When the architecture is forced to collapse this richer decision space into a single bit, two failure modes are observed in production fleets. The conservative collapse suppresses too aggressively: legitimate actuations get refused at decision boundaries because the architecture cannot express partial commitment, and the operating unit becomes brittle in exactly the long-tail conditions for which it most needs flexibility. The permissive collapse approves too readily: unsafe actuations are committed because the only alternative was a refusal that would itself be unsafe (a hard brake on an icy on-ramp, a refusal to merge into traffic when stopping is worse). Both collapses appear in current L4 fleet telemetry, in surgical robot incident reports, and in industrial mobile-manipulator near-miss logs.

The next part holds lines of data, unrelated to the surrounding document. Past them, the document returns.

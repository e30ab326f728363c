use std::path::PathBuf;

use super::{content, BarChart, Block, FigureSource, MetricCard, Page, Provenance, RenderPlan, Table};
use crate::data::export::DEFAULT_EXPORT_PATH;
use crate::data::filter::{filtered_indices, preview_selection, AnalysisFilter, Choice, Predicate, SelectionKind};
use crate::data::model::{Column, Dataset};
use crate::data::stats::{self, Describe};
use crate::error::Result;
use crate::state::SessionState;

/// Number of bars in the country frequency chart.
const TOP_COUNTRIES: usize = 5;

/// Everything a plan needs besides the session and the dataset.
#[derive(Debug, Clone, PartialEq)]
pub struct ViewContext {
    pub figures: FigureSource,
    pub export_path: PathBuf,
}

impl Default for ViewContext {
    fn default() -> Self {
        ViewContext {
            figures: FigureSource::default(),
            export_path: PathBuf::from(DEFAULT_EXPORT_PATH),
        }
    }
}

// ---------------------------------------------------------------------------
// Page dispatch
// ---------------------------------------------------------------------------

/// Build the plan for the session's current page.
pub fn render(session: &SessionState, dataset: &Dataset, ctx: &ViewContext) -> RenderPlan {
    let page = session.page;
    let (title, blocks) = match page {
        Page::Welcome => ("Welcome to the Imports/Exports Dashboard", content::welcome()),
        Page::Preview => ("Data Preview Dashboard", preview(dataset, &session.preview, ctx)),
        Page::Analysis => (
            "Comprehensive Analysis Dashboard",
            analysis(dataset, &session.analysis, ctx),
        ),
        Page::Insights => ("Key Observations and Insights", content::insights()),
    };
    RenderPlan {
        page,
        title: title.to_string(),
        blocks,
    }
}

// ---------------------------------------------------------------------------
// Preview page
// ---------------------------------------------------------------------------

fn preview(dataset: &Dataset, predicate: &Predicate, ctx: &ViewContext) -> Vec<Block> {
    let selection = preview_selection(dataset, predicate);
    let n = selection.indices.len();
    let mut blocks = Vec::new();

    let heading = match selection.kind {
        SelectionKind::FirstRows => format!("First {n} Rows of Data"),
        SelectionKind::Filtered => format!("Filtered Data ({n} rows)"),
    };
    blocks.push(Block::heading(2, heading));
    if n == 0 {
        blocks.push(Block::Notice {
            text: "No rows match the current filters.".into(),
        });
    }

    blocks.push(Block::Table(Table {
        title: None,
        header: dataset.headers.clone(),
        rows: selection
            .indices
            .iter()
            .filter_map(|&i| dataset.rows.get(i))
            .map(|row| row.fields.clone())
            .collect(),
    }));

    blocks.push(Block::heading(2, "Summary Statistics"));
    let records = dataset.select(&selection.indices);
    blocks.push(Block::Table(describe_table(&stats::describe(&records, &Column::NUMERIC))));

    blocks.push(Block::ExportAction {
        rows: n,
        path: ctx.export_path.display().to_string(),
    });
    blocks
}

fn describe_table(describe: &Describe) -> Table {
    let header = ["", "count", "mean", "std", "min", "25%", "50%", "75%", "max"]
        .iter()
        .map(|h| h.to_string())
        .collect();
    let rows = describe
        .columns
        .iter()
        .map(|s| {
            let mut row = vec![s.column.header().to_string(), s.count.to_string()];
            row.extend([s.mean, s.std, s.min, s.q25, s.q50, s.q75, s.max].map(format_stat));
            row
        })
        .collect();
    Table {
        title: None,
        header,
        rows,
    }
}

fn format_stat(v: f64) -> String {
    if v.is_nan() {
        "NaN".to_string()
    } else {
        format!("{v:.2}")
    }
}

// ---------------------------------------------------------------------------
// Analysis page
// ---------------------------------------------------------------------------

fn analysis(dataset: &Dataset, filter: &AnalysisFilter, ctx: &ViewContext) -> Vec<Block> {
    let all = dataset.records();
    let mut notices: Vec<String> = Vec::new();
    let mut or_na = |value: Result<String>| {
        value.unwrap_or_else(|e| {
            notices.push(e.to_string());
            "n/a".to_string()
        })
    };

    let cards = vec![
        card("Total Records", all.len().to_string()),
        card("Unique Products", stats::unique_count(&all, Column::Product).to_string()),
        card("Unique Countries", stats::unique_count(&all, Column::Country).to_string()),
        card(
            "Most Used Shipping Method",
            or_na(stats::mode(&all, Column::ShippingMethod)),
        ),
        card("Top Product", or_na(stats::mode(&all, Column::Product))),
    ];

    let mut minima = Vec::new();
    let mut maxima = Vec::new();
    let mut extremes_missing = None;
    for column in Column::CATEGORICAL {
        let field = column.header().to_string();
        let (lo, hi) = match (stats::min(&all, column), stats::max(&all, column)) {
            (Ok(lo), Ok(hi)) => (lo, hi),
            (Err(e), _) | (_, Err(e)) => {
                extremes_missing.get_or_insert_with(|| e.to_string());
                ("n/a".to_string(), "n/a".to_string())
            }
        };
        minima.push(vec![field.clone(), lo]);
        maxima.push(vec![field, hi]);
    }
    if let Some(reason) = extremes_missing {
        notices.push(format!("Minimum and maximum values are unavailable: {reason}"));
    }

    let subset_idx = filtered_indices(dataset, &filter.to_predicate());
    let subset = dataset.select(&subset_idx);
    if subset.is_empty() {
        notices.push("No rows match the analysis filters.".into());
    }

    let volume = match &filter.import_export {
        Choice::All => "Total",
        Choice::Only(dir) => dir.label(),
    };
    let top_countries = BarChart {
        title: format!("Top {TOP_COUNTRIES} Countries by {volume} Volume"),
        y_label: "Volume".into(),
        bars: stats::value_counts(&subset, Column::Country)
            .into_iter()
            .take(TOP_COUNTRIES)
            .map(|(country, count)| (country, count as f64))
            .collect(),
        provenance: Provenance::Live,
    };

    let mut blocks: Vec<Block> = notices.into_iter().map(|text| Block::Notice { text }).collect();
    blocks.push(Block::Metrics { cards });
    blocks.push(Block::heading(2, "Data Visualizations"));
    blocks.push(Block::Columns {
        columns: vec![
            vec![Block::BarChart(top_countries)],
            vec![Block::Heatmap(ctx.figures.weight_heatmap(&all))],
        ],
    });
    blocks.push(Block::Columns {
        columns: vec![
            vec![Block::StackedBars(ctx.figures.payment_terms(&all))],
            vec![Block::Pie(ctx.figures.economic_impact(&all))],
        ],
    });
    blocks.push(Block::heading(2, "Minimum and Maximum Values"));
    blocks.push(Block::Columns {
        columns: vec![
            vec![Block::Table(Table {
                title: Some("Minimum Values".into()),
                header: vec!["Field".into(), "Minimum Value".into()],
                rows: minima,
            })],
            vec![Block::Table(Table {
                title: Some("Maximum Values".into()),
                header: vec!["Field".into(), "Maximum Value".into()],
                rows: maxima,
            })],
        ],
    });
    blocks
}

fn card(label: &str, value: String) -> MetricCard {
    MetricCard {
        label: label.to_string(),
        value,
    }
}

The architectural premise of confidence-governed actuation is that the binary is the wrong shape. The output of a safety architecture for an autonomous physical system must be a graduated mode drawn from a structured set, selected deterministically from a composite admissibility computation, recorded in tamper-evident lineage, and broadcast to every governance-credentialed observer in the operating environment. Once the output shape is correct, the rest of the architecture—preemption, reversibility, harm minimization, post-actuation verification—becomes expressible as deterministic functions over the same admissibility computation rather than as ad-hoc layers bolted onto a binary core.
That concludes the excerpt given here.